Иван Стариков - Судьба офицера. Книга 3 - Освященный храм
— Глупец ты, Борис! Не можешь уже по-человечески разговаривать.
— Я — глупец? А ты, значит, мудрец? Да? Я глупец, что по скалам лез под снаряды гитлеровцев, а ты, умник, в это время вылеживался в немецких перинах!
— А что, Гаврила Федосович действительно был в плену? В Германии?
— Да, был. Но об этой истории никто ничего не знает. Известно, что был ранен, угнан в Германию на работу, проверен, ему установлена инвалидность второй группы.
— Послушай, а давай выручим Гаврилу Федосовича?
— Как?
— Садись на мотоцикл, подъезжай и забери его, скажи, что председатель вызывает.
Роман кинулся к мотоциклу, мгновенно завел его, подкатил почти вплотную к Гавриле Федосовичу:
— Дядя Гаврила! Вас председатель кличет. Садитесь, подвезу.

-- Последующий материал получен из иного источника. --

//! Portfolio update — applies fills under the clamp policy.
//!
//! A fill that would overdraw cash or oversell stock is clamped to the
//! largest feasible quantity (possibly zero) and the shortfall is reported
//! for the trace. The run never aborts on a fill.

use crate::domain::{Fill, Order, OrderSide, Portfolio, Shortfall, ShortfallReason};

/// Apply one fill to the portfolio. Returns the shortfall record when the
/// fill had to be clamped, `None` when it applied in full.
pub fn apply_fill(portfolio: &mut Portfolio, order: &Order, fill: &Fill) -> Option<Shortfall> {
    if fill.is_reject() || fill.quantity == 0 {
        return None;
    }
    match order.side {
        OrderSide::Buy => apply_buy(portfolio, fill),
        OrderSide::Sell => apply_sell(portfolio, fill),
    }
}

/// Buy: cash down by `quantity * price + cost`, stock up, cost basis
/// reweighted. Clamped to what the cash on hand can carry.
fn apply_buy(portfolio: &mut Portfolio, fill: &Fill) -> Option<Shortfall> {
    let affordable = portfolio.max_affordable(fill.price, fill.cost);
    let applied = fill.quantity.min(affordable);
    if applied == 0 {
        // Degraded to nothing: no stock moves, and no cost either — charging
        // it could itself push cash below zero.
        return Some(shortfall(fill, 0, ShortfallReason::InsufficientCash));
    }

    let total = portfolio.stock + applied;
    portfolio.cost_basis = (portfolio.cost_basis * portfolio.stock as f64
        + fill.price * applied as f64)
        / total as f64;
    portfolio.cash -= applied as f64 * fill.price + fill.cost;
    portfolio.stock = total;
    portfolio.total_cost += fill.cost;

    (applied < fill.quantity).then(|| shortfall(fill, applied, ShortfallReason::InsufficientCash))
}

/// Sell: mirror of buy. Clamped to the stock actually held; a fill whose
/// cost would eat past the proceeds and the cash on hand degrades to zero.
fn apply_sell(portfolio: &mut Portfolio, fill: &Fill) -> Option<Shortfall> {
    let applied = fill.quantity.min(portfolio.stock);
    if applied == 0 {
        return Some(shortfall(fill, 0, ShortfallReason::InsufficientStock));
    }

    let proceeds = applied as f64 * fill.price - fill.cost;
    if portfolio.cash + proceeds < 0.0 {
        return Some(shortfall(fill, 0, ShortfallReason::InsufficientCash));
    }

    portfolio.cash += proceeds;
    portfolio.stock -= applied;
    if portfolio.stock == 0 {
        portfolio.cost_basis = 0.0;
    }
    portfolio.total_cost += fill.cost;

    (applied < fill.quantity).then(|| shortfall(fill, applied, ShortfallReason::InsufficientStock))
}

fn shortfall(fill: &Fill, applied: u64, reason: ShortfallReason) -> Shortfall {
    Shortfall {
        order_id: fill.order_id,
        requested: fill.quantity,
        applied,
        reason,
    }
}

Чибис тоже, видно, сразу понял, что к чему, сел сзади Романа. Мотоцикл рванулся с места, обдав Латова дымом, и помчался по улице, но не в сторону конторы колхоза, а к дому Чибиса. Латов понял, что его ловко провели, воздел кверху культи рук, грозно помахал ими, а потом, опустив их, громко захохотал.
5
Феноген Крыж несколько раз собирался поехать в Тепломорск, пробраться на Лихие острова и забрать спрятанные под камнями награбленные сокровища. Но не имея никаких сведений ни о Дремлюге, ни об Олениче, он всякий раз, объятый страхом перед возможностью разоблачения и расплаты, откладывал поездку до более благоприятного момента. Ждал, что вот-вот все сложится к лучшему и тогда он совершит молниеносный налет. И в то же время ясно осознавал: надо самому создать благоприятные обстоятельства. Главное, убрать Дремлюгу с его фотоматериалами, которые грознее всех обвинений на свете. Все свидетели могут лгать, а фотодокумент — нет.
Лучшим помощником в этом деле мог бы стать Эдуард. Ему ничего не стоит зайти к бывшему фотографу и поинтересоваться, нет ли чего о стахановцах, об ударниках довоенного времени. Журнал мог интересоваться такими документами, ну и так далее. Но Эдик после случая в городском парке с Виктором Калинкой здорово перепутался и как-то отошел от отца, остыл его интерес к богатству. Долго ломал голову старый Крыж, но никак не мог понять, что произошло с парнем? Может, он оказался трусом еще более жалким, чем сам отец?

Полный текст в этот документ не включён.